- WHAT TO DO
This task calls for every line of the material to be output verbatim.

- ENTRIES SHOWN

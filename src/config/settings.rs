//! Configuration settings structures for catalog-admin
//!
//! This module defines all configuration structures that can be loaded from
//! TOML files and environment variables. Every field has a default, so an
//! empty `default.toml` yields a runnable in-memory console.

use std::fmt;
use std::str::FromStr;

use serde::{Deserialize, Serialize};

use crate::config::error::ConfigError;
use crate::logger::LoggerConfig;

// ============================================================================
// Default value functions
// ============================================================================

fn default_app_name() -> String {
    "catalog-admin".to_string()
}

fn default_app_version() -> String {
    crate::pkg_version().to_string()
}

fn default_host() -> String {
    "127.0.0.1".to_string()
}

fn default_port() -> u16 {
    8080
}

fn default_request_timeout() -> u64 {
    30
}

fn default_max_connections() -> u32 {
    10
}

fn default_min_connections() -> u32 {
    1
}

fn default_connection_timeout() -> u64 {
    30
}

fn default_flash_ttl() -> u64 {
    300
}

fn default_image_extensions() -> Vec<String> {
    ["jpg", "jpeg", "png", "gif"]
        .into_iter()
        .map(String::from)
        .collect()
}

// ============================================================================
// Application Configuration
// ============================================================================

#[derive(Debug, Clone, PartialEq, Eq, Serialize, Deserialize)]
pub struct ApplicationConfig {
    #[serde(default = "default_app_name")]
    pub name: String,

    #[serde(default = "default_app_version")]
    pub version: String,
}

impl Default for ApplicationConfig {
    fn default() -> Self {
        Self {
            name: default_app_name(),
            version: default_app_version(),
        }
    }
}

// ============================================================================
// Server Configuration
// ============================================================================

/// Axum HTTP server configuration
#[derive(Debug, Clone, PartialEq, Eq, Serialize, Deserialize)]
pub struct ServerConfig {
    #[serde(default = "default_host")]
    pub host: String,

    #[serde(default = "default_port")]
    pub port: u16,

    /// Request timeout in seconds
    #[serde(default = "default_request_timeout")]
    pub request_timeout: u64,
}

impl ServerConfig {
    /// Get the full server address as "host:port"
    pub fn address(&self) -> String {
        format!("{}:{}", self.host, self.port)
    }
}

impl Default for ServerConfig {
    fn default() -> Self {
        Self {
            host: default_host(),
            port: default_port(),
            request_timeout: default_request_timeout(),
        }
    }
}

// ============================================================================
// Storage Configuration
// ============================================================================

/// Where catalog records live.
#[derive(Debug, Clone, Copy, Default, PartialEq, Eq, Serialize, Deserialize)]
#[serde(rename_all = "lowercase")]
pub enum StorageBackend {
    /// Process memory; contents are lost on restart.
    #[default]
    Memory,
    /// PostgreSQL through the `[database]` pool.
    Postgres,
}

impl StorageBackend {
    pub fn as_str(&self) -> &'static str {
        match self {
            StorageBackend::Memory => "memory",
            StorageBackend::Postgres => "postgres",
        }
    }
}

impl FromStr for StorageBackend {
    type Err = ConfigError;

    fn from_str(s: &str) -> Result<Self, Self::Err> {
        match s.to_lowercase().as_str() {
            "memory" => Ok(StorageBackend::Memory),
            "postgres" | "postgresql" => Ok(StorageBackend::Postgres),
            _ => Err(ConfigError::validation(
                "storage.backend".to_string(),
                format!("Unknown storage backend '{s}'. Valid values are: memory, postgres"),
            )),
        }
    }
}

impl fmt::Display for StorageBackend {
    fn fmt(&self, f: &mut fmt::Formatter<'_>) -> fmt::Result {
        f.write_str(self.as_str())
    }
}

#[derive(Debug, Clone, Default, PartialEq, Eq, Serialize, Deserialize)]
pub struct StorageConfig {
    #[serde(default)]
    pub backend: StorageBackend,
}

// ============================================================================
// Database Configuration
// ============================================================================

/// Diesel database connection configuration
#[derive(Debug, Clone, PartialEq, Eq, Serialize, Deserialize)]
pub struct DatabaseConfig {
    /// Database connection URL
    #[serde(default)]
    pub url: String,

    /// Maximum number of connections in the pool
    #[serde(default = "default_max_connections")]
    pub max_connections: u32,

    /// Minimum number of idle connections kept in the pool
    #[serde(default = "default_min_connections")]
    pub min_connections: u32,

    /// Connection timeout in seconds
    #[serde(default = "default_connection_timeout")]
    pub connection_timeout: u64,

    /// Run pending migrations when the server starts
    #[serde(default)]
    pub auto_migrate: bool,
}

impl Default for DatabaseConfig {
    fn default() -> Self {
        Self {
            url: String::new(),
            max_connections: default_max_connections(),
            min_connections: default_min_connections(),
            connection_timeout: default_connection_timeout(),
            auto_migrate: false,
        }
    }
}

// ============================================================================
// Flash and Upload Configuration
// ============================================================================

/// One-shot redirect messages.
#[derive(Debug, Clone, PartialEq, Eq, Serialize, Deserialize)]
pub struct FlashConfig {
    /// Seconds an unread message is kept before it is purged
    #[serde(default = "default_flash_ttl")]
    pub ttl_seconds: u64,
}

impl Default for FlashConfig {
    fn default() -> Self {
        Self {
            ttl_seconds: default_flash_ttl(),
        }
    }
}

/// Product image rules.
#[derive(Debug, Clone, PartialEq, Eq, Serialize, Deserialize)]
pub struct UploadConfig {
    /// Accepted image file extensions, compared case-insensitively
    #[serde(default = "default_image_extensions")]
    pub allowed_image_extensions: Vec<String>,
}

impl Default for UploadConfig {
    fn default() -> Self {
        Self {
            allowed_image_extensions: default_image_extensions(),
        }
    }
}

// ============================================================================
// Main Settings Structure
// ============================================================================

/// Complete application settings
#[derive(Debug, Clone, PartialEq, Eq, Serialize, Deserialize, Default)]
pub struct Settings {
    #[serde(default)]
    pub application: ApplicationConfig,

    #[serde(default)]
    pub server: ServerConfig,

    #[serde(default)]
    pub storage: StorageConfig,

    /// Only consulted when `storage.backend = "postgres"`
    #[serde(default)]
    pub database: DatabaseConfig,

    #[serde(default)]
    pub logger: LoggerConfig,

    #[serde(default)]
    pub flash: FlashConfig,

    #[serde(default)]
    pub upload: UploadConfig,
}

#[cfg(test)]
mod tests {
    use super::*;

    #[test]
    fn test_application_config_defaults() {
        let config = ApplicationConfig::default();
        assert_eq!(config.name, "catalog-admin");
        assert_eq!(config.version, crate::pkg_version());
    }

    #[test]
    fn test_server_config_address() {
        let config = ServerConfig::default();
        assert_eq!(config.address(), "127.0.0.1:8080");
    }

    #[test]
    fn test_storage_defaults_to_memory() {
        assert_eq!(Settings::default().storage.backend, StorageBackend::Memory);
    }

    #[test]
    fn test_storage_backend_parse() {
        assert_eq!("Postgres".parse::<StorageBackend>().unwrap(), StorageBackend::Postgres);
        assert_eq!("memory".parse::<StorageBackend>().unwrap(), StorageBackend::Memory);
        assert!("sqlite".parse::<StorageBackend>().is_err());
    }

    #[test]
    fn test_upload_defaults() {
        let config = UploadConfig::default();
        assert_eq!(config.allowed_image_extensions, vec!["jpg", "jpeg", "png", "gif"]);
    }

    #[test]
    fn test_settings_serialize_to_json() {
        let json = serde_json::to_value(Settings::default()).unwrap();
        assert_eq!(json["storage"]["backend"], "memory");
        assert_eq!(json["flash"]["ttl_seconds"], 300);
    }
}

- RESULT OF THE TASK
filename src/config/settings.rs
//! Configuration settings structures for catalog-admin
//!
//! This module defines all configuration structures that can be loaded from
//! TOML files and environment variables. Every field has a default, so an
//! empty `default.toml` yields a runnable in-memory console.

use std::fmt;
use std::str::FromStr;

use serde::{Deserialize, Serialize};

use crate::config::error::ConfigError;
use crate::logger::LoggerConfig;

// ============================================================================
// Default value functions
// ============================================================================

fn default_app_name() -> String {
    "catalog-admin".to_string()
}

fn default_app_version() -> String {
    crate::pkg_version().to_string()
}

fn default_host() -> String {
    "127.0.0.1".to_string()
}

fn default_port() -> u16 {
    8080
}

fn default_request_timeout() -> u64 {
    30
}

fn default_max_connections() -> u32 {
    10
}

fn default_min_connections() -> u32 {
    1
}

fn default_connection_timeout() -> u64 {
    30
}

fn default_flash_ttl() -> u64 {
    300
}

fn default_image_extensions() -> Vec<String> {
    ["jpg", "jpeg", "png", "gif"]
        .into_iter()
        .map(String::from)
        .collect()
}

// ============================================================================
// Application Configuration
// ============================================================================

#[derive(Debug, Clone, PartialEq, Eq, Serialize, Deserialize)]
pub struct ApplicationConfig {
    #[serde(default = "default_app_name")]
    pub name: String,

    #[serde(default = "default_app_version")]
    pub version: String,
}

impl Default for ApplicationConfig {
    fn default() -> Self {
        Self {
            name: default_app_name(),
            version: default_app_version(),
        }
    }
}

// ============================================================================
// Server Configuration
// ============================================================================

/// Axum HTTP server configuration
#[derive(Debug, Clone, PartialEq, Eq, Serialize, Deserialize)]
pub struct ServerConfig {
    #[serde(default = "default_host")]
    pub host: String,

    #[serde(default = "default_port")]
    pub port: u16,

    /// Request timeout in seconds
    #[serde(default = "default_request_timeout")]
    pub request_timeout: u64,
}

impl ServerConfig {
    /// Get the full server address as "host:port"
    pub fn address(&self) -> String {
        format!("{}:{}", self.host, self.port)
    }
}

impl Default for ServerConfig {
    fn default() -> Self {
        Self {
            host: default_host(),
            port: default_port(),
            request_timeout: default_request_timeout(),
        }
    }
}

// ============================================================================
// Storage Configuration
// ============================================================================

/// Where catalog records live.
#[derive(Debug, Clone, Copy, Default, PartialEq, Eq, Serialize, Deserialize)]
#[serde(rename_all = "lowercase")]
pub enum StorageBackend {
    /// Process memory; contents are lost on restart.
    #[default]
    Memory,
    /// PostgreSQL through the `[database]` pool.
    Postgres,
}

impl StorageBackend {
    pub fn as_str(&self) -> &'static str {
        match self {
            StorageBackend::Memory => "memory",
            StorageBackend::Postgres => "postgres",
        }
    }
}

impl FromStr for StorageBackend {
    type Err = ConfigError;

    fn from_str(s: &str) -> Result<Self, Self::Err> {
        match s.to_lowercase().as_str() {
            "memory" => Ok(StorageBackend::Memory),
            "postgres" | "postgresql" => Ok(StorageBackend::Postgres),
            _ => Err(ConfigError::validation(
                "storage.backend".to_string(),
                format!("Unknown storage backend '{s}'. Valid values are: memory, postgres"),
            )),
        }
    }
}

impl fmt::Display for StorageBackend {
    fn fmt(&self, f: &mut fmt::Formatter<'_>) -> fmt::Result {
        f.write_str(self.as_str())
    }
}

#[derive(Debug, Clone, Default, PartialEq, Eq, Serialize, Deserialize)]
pub struct StorageConfig {
    #[serde(default)]
    pub backend: StorageBackend,
}

// ============================================================================
// Database Configuration
// ============================================================================

/// Diesel database connection configuration
#[derive(Debug, Clone, PartialEq, Eq, Serialize, Deserialize)]
pub struct DatabaseConfig {
    /// Database connection URL
    #[serde(default)]
    pub url: String,

    /// Maximum number of connections in the pool
    #[serde(default = "default_max_connections")]
    pub max_connections: u32,

    /// Minimum number of idle connections kept in the pool
    #[serde(default = "default_min_connections")]
    pub min_connections: u32,

    /// Connection timeout in seconds
    #[serde(default = "default_connection_timeout")]
    pub connection_timeout: u64,

    /// Run pending migrations when the server starts
    #[serde(default)]
    pub auto_migrate: bool,
}

impl Default for DatabaseConfig {
    fn default() -> Self {
        Self {
            url: String::new(),
            max_connections: default_max_connections(),
            min_connections: default_min_connections(),
            connection_timeout: default_connection_timeout(),
            auto_migrate: false,
        }
    }
}

// ============================================================================
// Flash and Upload Configuration
// ============================================================================

/// One-shot redirect messages.
#[derive(Debug, Clone, PartialEq, Eq, Serialize, Deserialize)]
pub struct FlashConfig {
    /// Seconds an unread message is kept before it is purged
    #[serde(default = "default_flash_ttl")]
    pub ttl_seconds: u64,
}

impl Default for FlashConfig {
    fn default() -> Self {
        Self {
            ttl_seconds: default_flash_ttl(),
        }
    }
}

/// Product image rules.
#[derive(Debug, Clone, PartialEq, Eq, Serialize, Deserialize)]
pub struct UploadConfig {
    /// Accepted image file extensions, compared case-insensitively
    #[serde(default = "default_image_extensions")]
    pub allowed_image_extensions: Vec<String>,
}

impl Default for UploadConfig {
    fn default() -> Self {
        Self {
            allowed_image_extensions: default_image_extensions(),
        }
    }
}

// ============================================================================
// Main Settings Structure
// ============================================================================

/// Complete application settings
#[derive(Debug, Clone, PartialEq, Eq, Serialize, Deserialize, Default)]
pub struct Settings {
    #[serde(default)]
    pub application: ApplicationConfig,

    #[serde(default)]
    pub server: ServerConfig,

    #[serde(default)]
    pub storage: StorageConfig,

    /// Only consulted when `storage.backend = "postgres"`
    #[serde(default)]
    pub database: DatabaseConfig,

    #[serde(default)]
    pub logger: LoggerConfig,

    #[serde(default)]
    pub flash: FlashConfig,

    #[serde(default)]
    pub upload: UploadConfig,
}

#[cfg(test)]
mod tests {
    use super::*;

    #[test]
    fn test_application_config_defaults() {
        let config = ApplicationConfig::default();
        assert_eq!(config.name, "catalog-admin");
        assert_eq!(config.version, crate::pkg_version());
    }

    #[test]
    fn test_server_config_address() {
        let config = ServerConfig::default();
        assert_eq!(config.address(), "127.0.0.1:8080");
    }

    #[test]
    fn test_storage_defaults_to_memory() {
        assert_eq!(Settings::default().storage.backend, StorageBackend::Memory);
    }

    #[test]
    fn test_storage_backend_parse() {
        assert_eq!("Postgres".parse::<StorageBackend>().unwrap(), StorageBackend::Postgres);
        assert_eq!("memory".parse::<StorageBackend>().unwrap(), StorageBackend::Memory);
        assert!("sqlite".parse::<StorageBackend>().is_err());
    }

    #[test]
    fn test_upload_defaults() {
        let config = UploadConfig::default();
        assert_eq!(config.allowed_image_extensions, vec!["jpg", "jpeg", "png", "gif"]);
    }

    #[test]
    fn test_settings_serialize_to_json() {
        let json = serde_json::to_value(Settings::default()).unwrap();
        assert_eq!(json["storage"]["backend"], "memory");
        assert_eq!(json["flash"]["ttl_seconds"], 300);
    }
}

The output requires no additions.